ASSIGNMENT:
Nothing should be left out. Transcribe the entries exactly as written.

[Saved data entries]
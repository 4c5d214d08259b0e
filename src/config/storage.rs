//! Configuration Storage
//!
//! Reads and validates the JSON config, and writes the `--new` template.

use std::collections::HashSet;
use std::path::{Path, PathBuf};

use tokio::fs;
use tokio::io::AsyncWriteExt;
use tracing::{info, warn};

use super::types::{split_host_port, ForwarderConfig};

/// Configuration errors
#[derive(Debug, thiserror::Error)]
pub enum ConfigError {
    #[error("Invalid config file or path {path}: {source}")]
    Io {
        path: PathBuf,
        #[source]
        source: std::io::Error,
    },

    #[error("JSON parse failed: {0}")]
    Json(#[from] serde_json::Error),

    #[error("Invalid configuration: {0}")]
    Invalid(String),
}

/// Load and validate the config at `path`
pub async fn load_config(path: &Path) -> Result<ForwarderConfig, ConfigError> {
    let contents = fs::read_to_string(path)
        .await
        .map_err(|source| ConfigError::Io {
            path: path.to_path_buf(),
            source,
        })?;

    let config: ForwarderConfig = serde_json::from_str(&contents)?;
    validate(&config)?;

    info!(
        "Config loaded from {}, hostname: {}, {} transport(s)",
        path.display(),
        config.hostname,
        config.transports.len()
    );
    Ok(config)
}

/// Reject configs the forwarder cannot run
pub fn validate(config: &ForwarderConfig) -> Result<(), ConfigError> {
    if config.transports.is_empty() {
        return Err(ConfigError::Invalid("no transports configured".into()));
    }
    if config.dial_timeout_secs == 0 {
        return Err(ConfigError::Invalid("dialTimeoutSecs must be > 0".into()));
    }

    let mut seen = HashSet::new();
    for (i, transport) in config.transports.iter().enumerate() {
        if split_host_port(&transport.local_port).is_none() {
            return Err(ConfigError::Invalid(format!(
                "transport {}: localPort {:?} is not host:port",
                i, transport.local_port
            )));
        }
        match split_host_port(&transport.remote_port) {
            Some((host, _)) if !host.is_empty() => {}
            _ => {
                return Err(ConfigError::Invalid(format!(
                    "transport {}: remotePort {:?} is not host:port",
                    i, transport.remote_port
                )))
            }
        }
        if !seen.insert(transport.bind_address()) {
            warn!(
                "Local address {} is used by more than one transport; only one can bind",
                transport.local_port
            );
        }
    }

    if let Some(gateway) = &config.gateway {
        if gateway.host.is_empty() || gateway.username.is_empty() {
            return Err(ConfigError::Invalid(
                "gateway needs both host and username".into(),
            ));
        }
    }

    Ok(())
}

/// Write the placeholder config to `path`
///
/// Writes a temp file first, then renames it over the target.
pub async fn write_template(path: &Path) -> Result<(), ConfigError> {
    let io_err = |source| ConfigError::Io {
        path: path.to_path_buf(),
        source,
    };

    let json = serde_json::to_string_pretty(&ForwarderConfig::template())?;
    let temp_path = path.with_extension("json.tmp");

    let mut file = fs::File::create(&temp_path).await.map_err(io_err)?;
    file.write_all(json.as_bytes()).await.map_err(io_err)?;
    file.sync_all().await.map_err(io_err)?;
    fs::rename(&temp_path, path).await.map_err(io_err)?;

    info!("Template written to {}", path.display());
    Ok(())
}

TASK OUTPUT:
repository 4c5d214d08259b0e
filename src/config/storage.rs
//! Configuration Storage
//!
//! Reads and validates the JSON config, and writes the `--new` template.

use std::collections::HashSet;
use std::path::{Path, PathBuf};

use tokio::fs;
use tokio::io::AsyncWriteExt;
use tracing::{info, warn};

use super::types::{split_host_port, ForwarderConfig};

/// Configuration errors
#[derive(Debug, thiserror::Error)]
pub enum ConfigError {
    #[error("Invalid config file or path {path}: {source}")]
    Io {
        path: PathBuf,
        #[source]
        source: std::io::Error,
    },

    #[error("JSON parse failed: {0}")]
    Json(#[from] serde_json::Error),

    #[error("Invalid configuration: {0}")]
    Invalid(String),
}

/// Load and validate the config at `path`
pub async fn load_config(path: &Path) -> Result<ForwarderConfig, ConfigError> {
    let contents = fs::read_to_string(path)
        .await
        .map_err(|source| ConfigError::Io {
            path: path.to_path_buf(),
            source,
        })?;

    let config: ForwarderConfig = serde_json::from_str(&contents)?;
    validate(&config)?;

    info!(
        "Config loaded from {}, hostname: {}, {} transport(s)",
        path.display(),
        config.hostname,
        config.transports.len()
    );
    Ok(config)
}

/// Reject configs the forwarder cannot run
pub fn validate(config: &ForwarderConfig) -> Result<(), ConfigError> {
    if config.transports.is_empty() {
        return Err(ConfigError::Invalid("no transports configured".into()));
    }
    if config.dial_timeout_secs == 0 {
        return Err(ConfigError::Invalid("dialTimeoutSecs must be > 0".into()));
    }

    let mut seen = HashSet::new();
    for (i, transport) in config.transports.iter().enumerate() {
        if split_host_port(&transport.local_port).is_none() {
            return Err(ConfigError::Invalid(format!(
                "transport {}: localPort {:?} is not host:port",
                i, transport.local_port
            )));
        }
        match split_host_port(&transport.remote_port) {
            Some((host, _)) if !host.is_empty() => {}
            _ => {
                return Err(ConfigError::Invalid(format!(
                    "transport {}: remotePort {:?} is not host:port",
                    i, transport.remote_port
                )))
            }
        }
        if !seen.insert(transport.bind_address()) {
            warn!(
                "Local address {} is used by more than one transport; only one can bind",
                transport.local_port
            );
        }
    }

    if let Some(gateway) = &config.gateway {
        if gateway.host.is_empty() || gateway.username.is_empty() {
            return Err(ConfigError::Invalid(
                "gateway needs both host and username".into(),
            ));
        }
    }

    Ok(())
}

/// Write the placeholder config to `path`
///
/// Writes a temp file first, then renames it over the target.
pub async fn write_template(path: &Path) -> Result<(), ConfigError> {
    let io_err = |source| ConfigError::Io {
        path: path.to_path_buf(),
        source,
    };

    let json = serde_json::to_string_pretty(&ForwarderConfig::template())?;
    let temp_path = path.with_extension("json.tmp");

    let mut file = fs::File::create(&temp_path).await.map_err(io_err)?;
    file.write_all(json.as_bytes()).await.map_err(io_err)?;
    file.sync_all().await.map_err(io_err)?;
    fs::rename(&temp_path, path).await.map_err(io_err)?;

    info!("Template written to {}", path.display());
    Ok(())
}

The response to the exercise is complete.